In state media and other official channels, the Chinese government has announced transfers of workers from Xinjiang to factories outside the region, often specifying the specific factories where the laborers are destined to work. Researchers say the articles are sometimes taken down before they are discovered by human rights groups. In recent years, as human rights groups have used the postings as evidence, the government has been posting less material, researchers said.
A March report from the Australian Strategic Policy Institute that implicated four Apple suppliers in alleged forced labor transfers relied in part on publicly available documents.

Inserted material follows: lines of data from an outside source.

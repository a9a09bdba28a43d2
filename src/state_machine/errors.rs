use crate::error::FleetError;
use thiserror::Error;

use super::states::Condition;

/// Error types for instance state machine operations
#[derive(Error, Debug, Clone, PartialEq, Eq)]
pub enum StateMachineError {
    #[error("Invalid transition from {from} on {event}")]
    InvalidTransition { from: Condition, event: String },

    #[error("Instance is in terminal condition {condition}")]
    TerminalCondition { condition: Condition },

    #[error("Illegal edge {from} -> {to}")]
    IllegalEdge { from: Condition, to: Condition },
}

/// Result type alias for state machine operations
pub type StateMachineResult<T> = Result<T, StateMachineError>;

impl From<StateMachineError> for FleetError {
    fn from(err: StateMachineError) -> Self {
        FleetError::StateTransition(format!("{err}"))
    }
}
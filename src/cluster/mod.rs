//! # Cluster boundary
//!
//! The orchestrator never talks to agents directly. It asks a
//! [`ClusterDriver`] which agents are currently offered, launches tasks on an
//! agent it picked with [`placement::select_agent`], and kills tasks. Task
//! status flows back asynchronously as [`TaskStatusReport`]s handed to
//! `FleetOrchestrator::handle_task_status`.

use async_trait::async_trait;
use chrono::{DateTime, Utc};
use serde::{Deserialize, Serialize};
use std::fmt;

use crate::error::FleetResult;
use crate::models::app::AppDefinition;
use crate::models::ids::{AgentId, AppId, InstanceId, TaskId};
use crate::models::instance::{AgentInfo, Instance};
use crate::state_machine::TaskStatus;

pub mod placement;

pub use placement::select_agent;

#[derive(Debug, Clone, PartialEq, Serialize, Deserialize)]
#[serde(rename_all = "camelCase")]
pub struct LaunchRequest {
    pub instance_id: InstanceId,
    pub task_id: TaskId,
    pub app_id: AppId,
    pub agent_id: AgentId,
    pub cmd: Option<String>,
    pub cpus: f64,
    pub mem: f64,
    pub run_spec_version: DateTime<Utc>,
}

impl LaunchRequest {
    pub fn for_instance(instance: &Instance, app: &AppDefinition) -> Self {
        Self {
            instance_id: instance.id.clone(),
            task_id: instance.task_id.clone(),
            app_id: instance.app_id.clone(),
            agent_id: instance.agent.id.clone(),
            cmd: app.cmd.clone(),
            cpus: app.cpus,
            mem: app.mem,
            run_spec_version: app.version,
        }
    }
}

#[derive(Debug, Clone, PartialEq, Eq, Hash, Serialize, Deserialize)]
#[serde(rename_all = "camelCase")]
pub struct TaskRef {
    pub instance_id: InstanceId,
    pub task_id: TaskId,
    pub agent_id: AgentId,
}

impl From<&Instance> for TaskRef {
    fn from(instance: &Instance) -> Self {
        Self {
            instance_id: instance.id.clone(),
            task_id: instance.task_id.clone(),
            agent_id: instance.agent.id.clone(),
        }
    }
}

/// One task status update from the cluster resource manager.
#[derive(Debug, Clone, PartialEq, Serialize, Deserialize)]
#[serde(rename_all = "camelCase")]
pub struct TaskStatusReport {
    pub instance_id: InstanceId,
    pub task_id: TaskId,
    pub status: TaskStatus,
    pub agent_id: AgentId,
    pub hostname: String,
    /// When the resource manager observed the status; used for ordering.
    pub timestamp: DateTime<Utc>,
    #[serde(default, skip_serializing_if = "Option::is_none")]
    pub message: Option<String>,
}

impl TaskStatusReport {
    pub fn new(instance: &Instance, status: TaskStatus, timestamp: DateTime<Utc>) -> Self {
        Self {
            instance_id: instance.id.clone(),
            task_id: instance.task_id.clone(),
            status,
            agent_id: instance.agent.id.clone(),
            hostname: instance.agent.hostname.clone(),
            timestamp,
            message: None,
        }
    }

    pub fn with_message(mut self, message: impl Into<String>) -> Self {
        self.message = Some(message.into());
        self
    }

    pub fn task_ref(&self) -> TaskRef {
        TaskRef {
            instance_id: self.instance_id.clone(),
            task_id: self.task_id.clone(),
            agent_id: self.agent_id.clone(),
        }
    }
}

#[async_trait]
pub trait ClusterDriver: Send + Sync + fmt::Debug {
    /// Agents currently offering resources. Partitioned agents are absent.
    async fn agents(&self) -> FleetResult<Vec<AgentInfo>>;

    async fn launch(&self, request: LaunchRequest) -> FleetResult<()>;

    /// Ask the agent to kill a task. Killing an unknown task is not an error.
    async fn kill(&self, task: TaskRef) -> FleetResult<()>;
}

That report detailed labor transfers to factories owned by O-Film, Hubei Yihong Precision Manufacturing and Highbroad Advanced Material, all manufacturers with ties to Apple’s supply chain. O-Film appears on Apple’s supplier list. Hubei is a subsidiary of Dongguan Yidong Electronic, which listed Apple as a customer on its website. Highbroad’s annual report lists Apple supplier BOE Technology Group as its biggest customer. The Australian report also alleged a transfer of Uighur laborers to Foxconn’s “iPhone city,” the largest assembly plant for iPhones. Rosenstock said Hubei and Highbroad have no connection to Apple’s supply chain.
In a previous report, the Tech Transparency Project alleged the cotton T-shirts worn by Apple Store employees were also sourced from forced labor in Xinjiang. Rosenstock has said Apple doesn’t receive shirts from Xinjiang, but would not say whether the company ever did in the past.
This article has been updated with additional comment from Apple.
Lily Kuo contributed to this article.